Figure 3: TRPC6 interacted with APP (C99).

(a) Immunocytochemical analysis of HEK293 cells transfected with APP-Myc and TRPC6-HA for 3 days. EEA1, Calnexin and GM130 are markers for early endosome, ER and Golgi, respectively. Arrow heads indicated the co-localized signals. Scale bar, 20 μm. (b) Immunoblots of indicated proteins after fractionation of mouse brain lysates. Bip and Cathepsin D are markers for ER and lysosome, respectively.
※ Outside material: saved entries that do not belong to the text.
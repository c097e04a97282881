//! Vector exp / ln / pow written once against [`Lanes`]
//!
//! Accuracy contract: `exp` relative error below 1e-5 on `[-88, 88]`;
//! `ln` absolute error below 1e-6 for positive normal inputs; `pow(x, y)`
//! for `x > 0` inherits both, roughly `|y|` times the `ln` error.

use super::Lanes;

/// Taylor series coefficients for exp(r) where r is in [-ln(2)/2, ln(2)/2]
/// exp(r) ≈ 1 + r + r²/2! + r³/3! + r⁴/4! + r⁵/5! + r⁶/6!
pub mod exp_coefficients {
    /// r⁰ coefficient
    pub const C0: f32 = 1.0;
    /// r¹ coefficient
    pub const C1: f32 = 1.0;
    /// r² coefficient
    pub const C2: f32 = 0.5;
    /// r³ coefficient
    pub const C3: f32 = 1.0 / 6.0;
    /// r⁴ coefficient
    pub const C4: f32 = 1.0 / 24.0;
    /// r⁵ coefficient
    pub const C5: f32 = 1.0 / 120.0;
    /// r⁶ coefficient
    pub const C6: f32 = 1.0 / 720.0;

    /// Input clamp range to avoid overflow/underflow
    pub const MIN: f32 = -88.0;
    /// Upper end of the input clamp range
    pub const MAX: f32 = 88.0;
}

/// atanh series for ln(m) = 2·atanh(s), s = (m - 1) / (m + 1),
/// with m normalized to [sqrt(2)/2, sqrt(2)] so |s| <= 0.1716
pub mod ln_coefficients {
    /// s¹ coefficient
    pub const S1: f32 = 2.0;
    /// s³ coefficient
    pub const S3: f32 = 2.0 / 3.0;
    /// s⁵ coefficient
    pub const S5: f32 = 2.0 / 5.0;
    /// s⁷ coefficient
    pub const S7: f32 = 2.0 / 7.0;
    /// s⁹ coefficient
    pub const S9: f32 = 2.0 / 9.0;
}

/// Vector `e^x`
#[inline(always)]
pub unsafe fn exp<L: Lanes>(x: L::V) -> L::V {
    use exp_coefficients::*;

    // Clamp input to avoid overflow/underflow
    let x = L::min(L::max(x, L::splat(MIN)), L::splat(MAX));

    // x·log2(e) = n + f, f in [-0.5, 0.5]
    let y = L::mul(x, L::splat(std::f32::consts::LOG2_E));
    let (n, pow2n) = L::round_exp2(y);
    let r = L::mul(L::sub(y, n), L::splat(std::f32::consts::LN_2));

    // Horner's method
    let mut poly = L::splat(C6);
    poly = L::fmadd(poly, r, L::splat(C5));
    poly = L::fmadd(poly, r, L::splat(C4));
    poly = L::fmadd(poly, r, L::splat(C3));
    poly = L::fmadd(poly, r, L::splat(C2));
    poly = L::fmadd(poly, r, L::splat(C1));
    poly = L::fmadd(poly, r, L::splat(C0));

    L::mul(pow2n, poly)
}

/// Vector natural logarithm for positive normal inputs
#[inline(always)]
pub unsafe fn ln<L: Lanes>(x: L::V) -> L::V {
    use ln_coefficients::*;

    let one = L::splat(1.0);
    let (e, m) = L::frexp(x);

    // Normalize: if m > sqrt(2), halve it and bump the exponent
    let sqrt2 = L::splat(std::f32::consts::SQRT_2);
    let e = L::select_gt(m, sqrt2, L::add(e, one), e);
    let m = L::select_gt(m, sqrt2, L::mul(m, L::splat(0.5)), m);

    let s = L::div(L::sub(m, one), L::add(m, one));
    let s2 = L::mul(s, s);

    let mut poly = L::splat(S9);
    poly = L::fmadd(poly, s2, L::splat(S7));
    poly = L::fmadd(poly, s2, L::splat(S5));
    poly = L::fmadd(poly, s2, L::splat(S3));
    poly = L::fmadd(poly, s2, L::splat(S1));
    poly = L::mul(poly, s);

    L::fmadd(e, L::splat(std::f32::consts::LN_2), poly)
}

/// Vector `x^y` for `x > 0`
#[inline(always)]
pub unsafe fn pow<L: Lanes>(x: L::V, y: L::V) -> L::V {
    exp::<L>(L::mul(y, ln::<L>(x)))
}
Arrow indicated alignment of two gels with 11 lanes running in parallel. (c) Wild-type mouse brain lysates precipitated with the antibody against APP, PS1 or Notch, and immunoblotted with indicated antibodies. (d) Lysates of HEK293APP stable cells transfected with TRPC5 or 6 for 2 days precipitated with APP antibody, and immunoblotted with indicated antibodies. (e) Lysates of HEK293TRPC6 stable cells transfected with C99-Myc or NotchΔE-Myc for 1 day, treated with 10 μM L685,458 for 12 h and then precipitated with Myc or TRPC6 antibody, and immunoblotted with indicated antibodies. (f) Lysates of HEK293C99-Myc stable cells transfected with PS1-HA together with YFP or TRPC6 for 2 days and precipitated with Myc or HA antibody, and immunoblotted with indicated antibodies. Lower, quantification of the reciprocal precipitated protein levels of C99 and PS1 (n=4). CTRL, transfection with YFP. Data were presented as means±s.e.m. of indicated numbers of independent experiments. Two-tailed Student’s t-test was performed. *P<0.05, **P<0.01 versus CTRL.